(Stored items)
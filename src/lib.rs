//! Remdex: remote directory indexer over a bounded session pool.
//!
//! A run discovers every directory under a root, streams file entries one directory at a
//! time, extracts metadata in parallel and bulk-upserts one record per file into a
//! document store, keyed by a stable hash of the path.

pub mod engine;
pub mod error;
pub mod pipeline;
pub mod pool;
pub mod transport;
pub mod types;
pub mod utils;

/// Re-export types for API
pub use types::*;

pub use engine::db_ops::{DocumentStore, SqliteStore};
pub use error::{IndexError, Result};
pub use pipeline::{Coordinator, RunReport};
pub use pool::{PoolHealth, PoolStats, SessionPool};
#[cfg(any(test, feature = "test-support"))]
pub use transport::MemoryTransport;
pub use transport::{LocalTransport, RemoteSession, RemoteTransport};

use log::debug;
use std::sync::Arc;

/// Single entry point: index `root` reachable through `transport` into `store`.
///
/// Builds a pool from `opts.pool`, runs once with `opts.run` and closes the pool. The
/// returned report carries the terminal state; `Err` only when the run could not be
/// registered (run id sequence unavailable).
pub fn index_remote<T>(
    transport: T,
    root: &str,
    opts: &Opts,
    store: Arc<dyn DocumentStore>,
) -> Result<RunReport>
where
    T: RemoteTransport + 'static,
{
    debug!(
        "{} CONFIG:{:#?}",
        env!("CARGO_PKG_NAME").to_uppercase(),
        opts
    );
    let pool = SessionPool::new(transport, opts.pool.clone());
    let report = pipeline::run_indexing(Arc::clone(&pool), store, root, &opts.run);
    pool.close();
    report
}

▸ **What you should do**
Give only the number of lines in the data that hold the string "RemoteTransport".

▸ **Exercise solution**
2